NAACP Promises Battle in S.C. Over Rebel Flag
COLUMBIA, S.C. – The NAACP will make a stronger push to remove the Confederate flag from the grounds of the South Carolina Statehouse, the president of the civil rights organization said Monday.
Benjamin Jealous wouldn't go into details, but said by the summer the National Association for the Advancement of Colored People would bring more publicity to its economic boycott of South Carolina. The campaign calls for Blacks to not vacation in the state and spend as little money as they can within its borders.
Jealous was in South Carolina to speak at a rally by the state's NAACP chapter honoring Martin Luther King Jr.
A scholar and activist invoked the fiery side of Martin Luther King Jr.'s rhetoric Monday at the civil rights icon's church, urging the audience not to "sanitize" King's legacy or let the president off the hook on issues like poverty.

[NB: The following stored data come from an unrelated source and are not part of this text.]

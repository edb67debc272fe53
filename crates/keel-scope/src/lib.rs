//! The Keel scope engine.
//!
//! A [`Scope`] owns an object store, per-component manifests, a rebuildable
//! object index, remote-ref observations, and a registry of remote
//! transports. On top of that state it offers the three commands everything
//! else is built from:
//!
//! - [`Scope::tag`] — snapshot a component version with its dependency
//!   closure resolved up front,
//! - [`Scope::import`] — materialize components and their closures from
//!   remote scopes, with cache fallback and divergence reconciliation,
//! - [`Scope::export`] — push canonical history (plus dependency cache
//!   material) to a remote scope, fast-forward only.
//!
//! [`InMemoryRemote`] wires one scope up as another scope's remote, so
//! whole multi-scope topologies run in-process.

pub mod error;
pub mod remote;
pub mod scope;
pub mod tag;

pub use error::{ScopeError, ScopeResult};
pub use remote::InMemoryRemote;
pub use scope::{ExportReport, ImportReport, Scope};
pub use tag::{SourceFile, TagOptions};

pub use keel_graph::ImportTarget;
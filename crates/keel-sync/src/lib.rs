//! Scope-to-scope transfer for Keel.
//!
//! Defines the [`RemoteTransport`] seam every remote scope is reached
//! through, the wire payload types that cross it, a negotiation helper that
//! avoids re-sending objects the remote already holds, and an adapter
//! exposing any transport as a resolver [`ObjectSource`].
//!
//! Transfer is object-granular and idempotent: payloads carry
//! content-addressed objects plus the canonical manifest projection, and
//! re-delivering a payload is always safe.

pub mod error;
pub mod negotiation;
pub mod source;
pub mod transport;
pub mod types;
pub mod verifier;

pub use error::{SyncError, SyncResult};
pub use negotiation::NegotiationEngine;
pub use source::RemoteSource;
pub use transport::RemoteTransport;
pub use types::{ComponentPayload, ExportPayload, Negotiation, PushReport};
pub use verifier::PayloadVerifier;
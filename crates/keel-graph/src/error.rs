use std::fmt;

use keel_types::ComponentRef;
use thiserror::Error;

use crate::resolver::ImportTarget;

/// A displayable list of component references, for error payloads that must
/// enumerate every failing ref rather than just the first.
#[derive(Clone, Debug, PartialEq, Eq)]
pub struct RefList(pub Vec<ComponentRef>);

impl RefList {
    pub fn new(mut refs: Vec<ComponentRef>) -> Self {
        refs.sort();
        refs.dedup();
        Self(refs)
    }
}

impl fmt::Display for RefList {
    fn fmt(&self, f: &mut fmt::Formatter<'_>) -> fmt::Result {
        let mut first = true;
        for r in &self.0 {
            if !first {
                write!(f, ", ")?;
            }
            write!(f, "{r}")?;
            first = false;
        }
        Ok(())
    }
}

/// A displayable list of requested import targets, where a target may be
/// pinned to a version or left open.
#[derive(Clone, Debug, PartialEq, Eq)]
pub struct TargetList(pub Vec<ImportTarget>);

impl TargetList {
    pub fn new(mut targets: Vec<ImportTarget>) -> Self {
        targets.dedup();
        Self(targets)
    }
}

impl fmt::Display for TargetList {
    fn fmt(&self, f: &mut fmt::Formatter<'_>) -> fmt::Result {
        let mut first = true;
        for t in &self.0 {
            if !first {
                write!(f, ", ")?;
            }
            write!(f, "{t}")?;
            first = false;
        }
        Ok(())
    }
}

/// Errors from dependency resolution.
#[derive(Debug, Error)]
pub enum GraphError {
    /// An explicitly requested component (or version) is absent from its
    /// own authoritative scope with no cache fallback anywhere.
    #[error("component/version not found: {0}")]
    ComponentNotFound(TargetList),

    /// One or more dependencies could not be resolved from any source.
    /// Carries the complete list of unresolved refs.
    #[error("has the following dependencies missing: {0}")]
    MissingDependencies(RefList),

    /// A source failed while being probed.
    #[error("source {name}: {reason}")]
    Source { name: String, reason: String },

    /// Local store error.
    #[error("store error: {0}")]
    Store(#[from] keel_store::StoreError),
}

/// Result alias for graph operations.
pub type GraphResult<T> = Result<T, GraphError>;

Across the country, Americans marked what would have been King's 81st birthday with rallies and parades. And days ahead of the anniversary of his historic inauguration, President Barack Obama honored King by serving meals to the needy.
But in the city where the 1964 Nobel Peace Prize winner was born, it was Princeton University professor Cornel West who reminded listeners that King's message of nonviolence came with a fiery urgency. West delivered a passionate keynote address to hundreds at Ebenezer Baptist Church on the 25th federal observance of King's birthday.
While speakers also discussed education and health care, the rally in South Carolina continues to be entwined with the Confederate flag, which slowly waved in a slight breeze on a 30-foot pole on the front lawn of the Capitol.
It was moved from its perch atop the Capitol dome after the NAACP began holding rallies on the King holiday to protest the flag. For the first rally in 2000, some 50,000 people jammed Statehouse grounds to demand the flag be taken down. The flag was moved months later.
For 40 years, the flag had flown below U.S. and state flags. Supporters said it commemorated the state's valiant fight in the Civil War, while detractors said it was a thumb in the eye of the civil rights movement.
The NAACP didn't support the compromise that displays the flag beside one of Columbia's busiest streets, but there has been little effort to revisit the issue. Jealous hopes to change that in the next few years.
Dr. King knew it was put there as an act of intimidation and hatred. Moving it from right up top to smack in front doesn't change things," Jealous said. "In some ways it worsens the problem. You stand there and look at that flag and see how big it is to you and you look up at the American flag and see how small it is.
Theron Foster has been to every King Day rally since 2000. Monday, he showed his 8-year-old daughter the African-American History monument less than 100 yards from the flag.
I want her to know both sides of the story of South Carolina," Foster said. "I want her to see what an insult this state puts right next to the story of her people.
Foster has lost hope the Confederate flag will be taken off the Capitol grounds any time soon, but he said he'll keep fighting and make sure his daughter takes up the battle.
That is the NAACP's plan too.
Time is on our side," Jealous said. "It's not on the side of those who would like to see it fly for a thousand years.
Thousands turned out for the rally and a march through downtown streets, where bomb-sniffing dogs checked every mailbox, planter and paper box along the route and dozens of police officers lined the streets, some keeping an eye on the crowd from the top of parking decks. It was one of the biggest turnouts for the event beside the 2000 rally and the 2008 event, which included Democratic presidential candidates.
The NAACP collected donations for earthquake relief in Haiti, encouraged people to register to vote, reminded them to participate in next year's census and asked them to stay politically active.
Hold them as accountable as they expect you to be," said Lonnie Randolph, president of the state chapter of the NAACP, as he gestured to the Statehouse behind him.